Surviving the Reactor: Retrospective

Shawshank Redemption: If you have not seen it, SEE IT

It is weird how time has flown by in the five months since I have finished Hack Reactor. This time last year my life was essentially a mess that I had no idea how to fix. Having gone to Hong Kong and failed to start a company, I wasn’t exactly going anywhere in life. Deciding to join Remote Prep was a spur of the moment decision brought about by the lack of stable income. Now I am at a job I love and with the skills to be employable for the foreseeable future. Going through Hack Reactor and some interviews also allowed me to see what I am not.
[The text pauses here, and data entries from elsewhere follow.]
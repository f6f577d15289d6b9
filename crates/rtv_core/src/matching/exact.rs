//! Exact assignment as a 0/1 program.
//!
//! One binary per candidate visit and one rejection binary per uncommitted
//! request:
//!
//! ```text
//! minimize   lex( sum reject_r , sum delay_t * x_t )
//! subject to sum_{t of v} x_t = 1                      for every vehicle v
//!            sum_{t serving r} x_t + reject_r = 1      for every new request r
//!            sum_{t serving r} x_t = 1                 for every committed request r
//! ```
//!
//! Rejections strictly dominate delay. Committed requests get no rejection
//! variable, so losing one makes the model infeasible; the conflicting rows are
//! then named and the previous plan is kept.

use std::collections::{BTreeMap, HashMap};
use std::fmt;
use std::time::{Duration, Instant};

use tracing::{error, info, warn};

use crate::config::MatchingConfig;
use crate::error::SolverError;
use crate::model::{RequestId, VehicleId, VisitId};
use crate::solver::{default_backend, BackendFactory, MilpBackend, Objective, Sense, SolveStatus, VarId};

use super::greedy::GreedyAssignment;
use super::result::{Assignment, AssignmentOutcome};
use super::{AssignmentInput, AssignmentStrategy};

/// Variables of one assignment model.
#[derive(Debug, Clone, Default)]
pub struct AssignmentModel {
    /// Visit variables, grouped by vehicle in roster order.
    pub choices: Vec<(VarId, VisitId)>,
    pub rejections: Vec<(VarId, RequestId)>,
    /// Committed requests with a must-be-served row.
    pub committed: Vec<RequestId>,
}

impl AssignmentModel {
    /// Translate a per-vehicle selection into a full solution hint.
    ///
    /// Vehicles missing from `selection` take their first candidate. Requests
    /// left uncovered are marked rejected.
    pub fn hint_from(
        &self,
        input: &AssignmentInput<'_>,
        selection: &BTreeMap<VehicleId, VisitId>,
    ) -> Vec<(VarId, bool)> {
        let mut hint = Vec::with_capacity(self.choices.len() + self.rejections.len());
        let mut covered = Vec::new();
        for &(var, visit_id) in &self.choices {
            let visit = input.rtv.visit(visit_id);
            let on = match selection.get(&visit.vehicle) {
                Some(selected) => *selected == visit_id,
                None => input.rtv.visits_of(visit.vehicle).first() == Some(&visit_id),
            };
            if on {
                covered.extend(visit.requests.iter().copied());
            }
            hint.push((var, on));
        }
        for &(var, request) in &self.rejections {
            hint.push((var, !covered.contains(&request)));
        }
        hint
    }
}

/// Solves the assignment exactly with a pluggable backend.
#[derive(Clone)]
pub struct ExactAssignment {
    backend: BackendFactory,
    time_limit: Duration,
    mip_gap: f64,
    conflict_time_limit: Duration,
    warm_start: bool,
}

impl fmt::Debug for ExactAssignment {
    fn fmt(&self, f: &mut fmt::Formatter<'_>) -> fmt::Result {
        f.debug_struct("ExactAssignment")
            .field("time_limit", &self.time_limit)
            .field("mip_gap", &self.mip_gap)
            .field("conflict_time_limit", &self.conflict_time_limit)
            .field("warm_start", &self.warm_start)
            .finish_non_exhaustive()
    }
}

impl Default for ExactAssignment {
    fn default() -> Self {
        Self::from_config(&MatchingConfig::default())
    }
}

impl ExactAssignment {
    pub fn from_config(config: &MatchingConfig) -> Self {
        Self {
            backend: default_backend(),
            time_limit: config.solver_time_limit(),
            mip_gap: config.mip_gap,
            conflict_time_limit: config.conflict_time_limit(),
            warm_start: config.warm_start,
        }
    }

    /// Swap the solver library behind the model.
    pub fn with_backend(mut self, backend: BackendFactory) -> Self {
        self.backend = backend;
        self
    }

    pub fn with_time_limit(mut self, limit: Duration) -> Self {
        self.time_limit = limit;
        self
    }

    /// Declare variables, constraints and objectives of one round on `backend`.
    pub fn build_model(
        &self,
        backend: &mut dyn MilpBackend,
        input: &AssignmentInput<'_>,
    ) -> Result<AssignmentModel, SolverError> {
        let rtv = input.rtv;
        let mut model = AssignmentModel::default();
        let mut var_of: HashMap<VisitId, VarId> = HashMap::new();
        let mut delay_terms = Vec::new();

        for vehicle in rtv.vehicles() {
            let mut row = Vec::new();
            for &visit_id in rtv.visits_of(vehicle) {
                let var = backend.add_binary(&format!("x_v{}_t{}", vehicle.0, visit_id.0));
                let delay = i64::try_from(rtv.visit(visit_id).delay)
                    .map_err(|_| SolverError::Overflow(format!("delay of visit {visit_id}")))?;
                if delay != 0 {
                    delay_terms.push((var, delay));
                }
                var_of.insert(visit_id, var);
                model.choices.push((var, visit_id));
                row.push((var, 1));
            }
            backend.add_constraint(&format!("vehicle_{}_one_visit", vehicle.0), &row, Sense::Eq, 1)?;
        }

        let mut rejection_terms = Vec::new();
        for request in input.requests {
            let mut row: Vec<(VarId, i64)> = rtv
                .visits_serving(request.id)
                .iter()
                .filter_map(|visit_id| var_of.get(visit_id))
                .map(|var| (*var, 1))
                .collect();
            if request.previously_assigned {
                if row.is_empty() {
                    warn!(request = %request.id, "committed request has no candidate visit");
                }
                backend.add_constraint(
                    &format!("request_{}_must_be_served", request.id.0),
                    &row,
                    Sense::Eq,
                    1,
                )?;
                model.committed.push(request.id);
            } else {
                let reject = backend.add_binary(&format!("reject_r{}", request.id.0));
                row.push((reject, 1));
                backend.add_constraint(
                    &format!("request_{}_covered_or_rejected", request.id.0),
                    &row,
                    Sense::Eq,
                    1,
                )?;
                rejection_terms.push((reject, 1));
                model.rejections.push((reject, request.id));
            }
        }

        backend.set_objectives(vec![
            Objective::new("total_rejections", rejection_terms),
            Objective::new("total_delay", delay_terms),
        ])?;
        Ok(model)
    }

    fn solve(&self, input: &AssignmentInput<'_>) -> Result<Assignment, SolverError> {
        let started = Instant::now();
        let mut backend = (self.backend)();
        let model = self.build_model(backend.as_mut(), input)?;
        backend.set_time_limit(self.time_limit);
        backend.set_mip_gap(self.mip_gap);
        if self.warm_start {
            let selection = GreedyAssignment::new().select(input);
            backend.set_warm_start(&model.hint_from(input, &selection))?;
        }

        let status = backend.solve()?;
        let outcome = match status {
            SolveStatus::Optimal => AssignmentOutcome::Optimal,
            SolveStatus::TimeLimit {
                has_incumbent: true,
            } => AssignmentOutcome::Incumbent,
            SolveStatus::TimeLimit {
                has_incumbent: false,
            } => {
                warn!(
                    limit_ms = self.time_limit.as_millis() as u64,
                    "assignment solver hit its time limit without a solution, keeping previous plan"
                );
                return Ok(Assignment::fallback(input, Vec::new()));
            }
            SolveStatus::Infeasible => {
                let conflict = backend
                    .compute_conflict(self.conflict_time_limit)
                    .unwrap_or_else(|err| {
                        warn!(%err, "conflict analysis failed");
                        Vec::new()
                    });
                warn!(?conflict, "assignment model infeasible, keeping previous plan");
                return Ok(Assignment::fallback(input, conflict));
            }
        };

        let mut assignment = Assignment::new(outcome);
        for &(var, visit_id) in &model.choices {
            match backend.value(var) {
                Some(true) => assignment.choose(input.rtv.visit(visit_id).clone()),
                Some(false) => {}
                None => return Err(SolverError::NoSolution(format!("{status:?}"))),
            }
        }
        assignment.complete_with_baselines(input);

        let objectives = backend.objective_values();
        info!(
            ?outcome,
            rejections = objectives.first().copied().unwrap_or_default(),
            delay = objectives.get(1).copied().unwrap_or_default(),
            variables = model.choices.len() + model.rejections.len(),
            elapsed_ms = started.elapsed().as_millis() as u64,
            "exact assignment solved"
        );
        Ok(assignment)
    }
}

impl AssignmentStrategy for ExactAssignment {
    fn name(&self) -> &'static str {
        "exact"
    }

    fn assign(&self, input: &AssignmentInput<'_>) -> Assignment {
        match self.solve(input) {
            Ok(assignment) => assignment,
            Err(err) => {
                error!(%err, "assignment solver failed, keeping previous plan");
                Assignment::fallback(input, Vec::new())
            }
        }
    }
}
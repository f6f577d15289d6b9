use std::time::Instant;

/// Deletion filter over `rows` constraints.
///
/// `infeasible(active)` answers whether the constraints flagged in `active`
/// cannot hold together: `Some(true)` infeasible, `Some(false)` feasible,
/// `None` unknown (the check ran out of time). Each row is dropped in turn and
/// stays dropped while the rest remains infeasible, so the rows left at the
/// end form an irreducible conflicting set. Rows whose check is unknown, or
/// that were not reached before `deadline`, are kept.
pub fn deletion_filter(
    rows: usize,
    deadline: Instant,
    mut infeasible: impl FnMut(&[bool]) -> Option<bool>,
) -> Vec<usize> {
    let mut active = vec![true; rows];
    for row in 0..rows {
        if Instant::now() >= deadline {
            break;
        }
        active[row] = false;
        if infeasible(&active) != Some(true) {
            active[row] = true;
        }
    }
    active
        .iter()
        .enumerate()
        .filter_map(|(row, kept)| kept.then_some(row))
        .collect()
}
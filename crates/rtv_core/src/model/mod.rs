//! Round-scoped data model: stops, requests, vehicles and visits.
//!
//! Everything here is a plain value. Requests and vehicles are addressed by
//! integer ids and are only mutated at round boundaries (see
//! [`crate::round::apply_round`]); the parallel graph phases read snapshots.

pub mod ids;
pub mod request;
pub mod stop;
pub mod vehicle;
pub mod visit;

pub use ids::{NodeId, RequestId, Seconds, VehicleId, VisitId};
pub use request::{QosClass, Request};
pub use stop::{RequestStop, Stop, StopKind, TimeWindow};
pub use vehicle::{EnRoute, Vehicle};
pub use visit::{Visit, VisitKind};
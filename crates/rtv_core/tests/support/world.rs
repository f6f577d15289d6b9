#![allow(dead_code)]

use std::sync::Arc;

use bevy_ecs::prelude::{Entity, With, World};
use rtv_core::config::MatchingConfig;
use rtv_core::ecs::{
    Assigned, Boarded, Completed, Denied, Displaced, Rejected, RequestAgent, RoundSchedule,
    Unassigned,
};
use rtv_core::model::{Request, RequestId, Vehicle};
use rtv_core::oracle::DistanceOracle;
use rtv_core::runner::initialize_rounds;
use rtv_core::scenario::spawn_fleet;
use rtv_core::test_helpers::{create_test_world, line_oracle, test_config};

/// Builder for worlds driven by the round schedule.
pub struct TestWorldBuilder {
    oracle: Arc<dyn DistanceOracle>,
    config: MatchingConfig,
    schedule: RoundSchedule,
    requests: Vec<Request>,
    vehicles: Vec<Vehicle>,
}

impl Default for TestWorldBuilder {
    fn default() -> Self {
        Self {
            oracle: Arc::new(line_oracle(10, 10)),
            config: test_config(),
            schedule: RoundSchedule {
                interval_secs: 30,
                end_secs: 600,
            },
            requests: Vec::new(),
            vehicles: Vec::new(),
        }
    }
}

impl TestWorldBuilder {
    pub fn new() -> Self {
        Self::default()
    }

    pub fn with_oracle(mut self, oracle: Arc<dyn DistanceOracle>) -> Self {
        self.oracle = oracle;
        self
    }

    pub fn with_config(mut self, config: MatchingConfig) -> Self {
        self.config = config;
        self
    }

    pub fn with_rounds(mut self, interval_secs: u32, end_secs: u32) -> Self {
        self.schedule = RoundSchedule {
            interval_secs,
            end_secs,
        };
        self
    }

    pub fn with_request(mut self, request: Request) -> Self {
        self.requests.push(request);
        self
    }

    pub fn with_vehicle(mut self, vehicle: Vehicle) -> Self {
        self.vehicles.push(vehicle);
        self
    }

    /// World with entities spawned and the first round queued at time 0.
    pub fn build(self) -> World {
        let mut world = create_test_world(self.oracle, self.config);
        world.insert_resource(self.schedule);
        spawn_fleet(&mut world, self.requests, self.vehicles);
        initialize_rounds(&mut world, 0);
        world
    }
}

/// Request status as seen through its marker component.
#[derive(Debug, Clone, Copy, PartialEq, Eq)]
pub enum RequestStatus {
    Unassigned,
    Assigned,
    Rejected,
    Displaced,
    Boarded,
    Completed,
    Denied,
}

pub fn request_entity(world: &mut World, id: RequestId) -> Option<Entity> {
    let mut query = world.query::<(Entity, &RequestAgent)>();
    query
        .iter(world)
        .find(|(_, agent)| agent.0.id == id)
        .map(|(entity, _)| entity)
}

/// Every marker currently on the request; a healthy entity carries exactly one.
pub fn request_statuses(world: &World, entity: Entity) -> Vec<RequestStatus> {
    let Some(entity) = world.get_entity(entity) else {
        return Vec::new();
    };
    let mut statuses = Vec::new();
    if entity.contains::<Unassigned>() {
        statuses.push(RequestStatus::Unassigned);
    }
    if entity.contains::<Assigned>() {
        statuses.push(RequestStatus::Assigned);
    }
    if entity.contains::<Rejected>() {
        statuses.push(RequestStatus::Rejected);
    }
    if entity.contains::<Displaced>() {
        statuses.push(RequestStatus::Displaced);
    }
    if entity.contains::<Boarded>() {
        statuses.push(RequestStatus::Boarded);
    }
    if entity.contains::<Completed>() {
        statuses.push(RequestStatus::Completed);
    }
    if entity.contains::<Denied>() {
        statuses.push(RequestStatus::Denied);
    }
    statuses
}

pub fn request_status(world: &mut World, id: RequestId) -> Option<RequestStatus> {
    let entity = request_entity(world, id)?;
    match request_statuses(world, entity).as_slice() {
        [status] => Some(*status),
        _ => None,
    }
}

pub fn count_with<T: bevy_ecs::component::Component>(world: &mut World) -> usize {
    let mut query = world.query_filtered::<Entity, (With<RequestAgent>, With<T>)>();
    query.iter(world).count()
}
use std::collections::HashSet;

use rand::rngs::StdRng;
use rand::seq::SliceRandom;
use rand::SeedableRng;

use super::{is_valid_combination, run_seed, ParameterCombination, ParameterSet, ParameterSpace, ParameterVariations};

impl ParameterSpace {
    /// Generate random parameter sets (Monte Carlo sampling).
    ///
    /// Draws up to `count` distinct combinations; fewer come back when the
    /// space holds fewer valid combinations.
    pub fn sample_random(&self, count: usize, seed: u64) -> Vec<ParameterSet> {
        const MAX_ATTEMPTS: usize = 10_000;

        let variations = ParameterVariations::from_space(self);
        let mut rng = StdRng::seed_from_u64(seed);
        let mut seen = HashSet::new();
        let mut sets = Vec::new();
        let mut attempts = 0;

        while seen.len() < count && attempts < MAX_ATTEMPTS {
            attempts += 1;
            let Some(combo) = draw(&variations, &mut rng) else {
                break;
            };
            if !is_valid_combination(&combo) || !seen.insert(combo) {
                continue;
            }
            let (params, config) = self.apply(&combo);
            if config.validate().is_err() {
                continue;
            }
            let experiment = seen.len() - 1;
            for replication in 0..self.replications {
                let run_id = sets.len();
                sets.push(ParameterSet::new(
                    params.clone(),
                    config.clone(),
                    format!("sample_{experiment}"),
                    run_id,
                    run_seed(experiment, replication),
                ));
            }
        }
        sets
    }
}

fn draw(variations: &ParameterVariations, rng: &mut StdRng) -> Option<ParameterCombination> {
    Some(ParameterCombination {
        assignment: *variations.assignments.choose(rng)?,
        num_vehicles: *variations.num_vehicles.choose(rng)?,
        capacity: *variations.capacities.choose(rng)?,
        num_requests: *variations.num_requests.choose(rng)?,
        max_edges_rv: *variations.max_edges_rv.choose(rng)?,
        max_trip_size: *variations.max_trip_sizes.choose(rng)?,
        round_interval_secs: *variations.round_intervals.choose(rng)?,
    })
}
#![allow(dead_code)]

use bevy_ecs::prelude::World;
use bevy_ecs::schedule::Schedule;
use rtv_core::clock::{RoundEvent, RoundEventKind};
use rtv_core::runner::{round_schedule, run_next_event_with_hook};

/// Guards against a schedule that keeps re-queueing itself.
const MAX_EVENTS: usize = 100_000;

/// Steps a world through its round schedule and remembers every event it ran.
pub struct RoundDriver {
    schedule: Schedule,
    pub events: Vec<RoundEvent>,
}

impl RoundDriver {
    pub fn new() -> Self {
        Self {
            schedule: round_schedule(),
            events: Vec::new(),
        }
    }

    /// Process the next queued event; `None` once the queue is drained or
    /// past the schedule end.
    pub fn step(&mut self, world: &mut World) -> Option<RoundEventKind> {
        let mut ran = None;
        run_next_event_with_hook(world, &mut self.schedule, |_, event| ran = Some(*event));
        let event = ran?;
        self.events.push(event);
        Some(event.kind)
    }

    /// Process events until none is left, returning how many ran in this call.
    pub fn drain(&mut self, world: &mut World) -> usize {
        let mut processed = 0;
        while processed < MAX_EVENTS && self.step(world).is_some() {
            processed += 1;
        }
        processed
    }

    /// Assignment rounds processed so far.
    pub fn rounds(&self) -> usize {
        self.events
            .iter()
            .filter(|event| event.kind == RoundEventKind::Assignment)
            .count()
    }
}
I am not the world’s greatest programmer, I don’t particularly enjoy algorithms, and I don’t understand why so many companies get off on making their interview process insanely difficult. I’m a programmer who is more interested in someone’s thought process and what they have built as opposed to spouting out memorized time complexity on a white board. If you are having doubts about being a programmer, know that there is somewhere that will be a good fit.

The biggest takeaway from Hack Reactor is learning how to learn. That’s crazy to think about considering I did not finish a majority of the projects assigned in the first six weeks. Hack Reactor was already hard, but having to throw my hands up in frustration, sprint after sprint was very draining. I got through it, though, and if you get into Hack Reactor, you can too. It is very easy to lose sight of the goal when you are immersed in the program, but take it a day at a time.

What would I do differently

I would certainly recommend trying to learn at least the basics of Node and Angular. Pretty much anything by Anthony Alicea is worth it, and you can frequently find Udemy coupons online. I also know a few people who have gone through Free Code Camp and learned a lot. In short, don’t do what I did and make it in right at the cut off date.

Learning how to code is one of the best decisions I have made because it opens up so many possibilities. I expect to grow this article, as different questions arise, but feel free to ping me on Twitter. Most importantly, You Can Do It!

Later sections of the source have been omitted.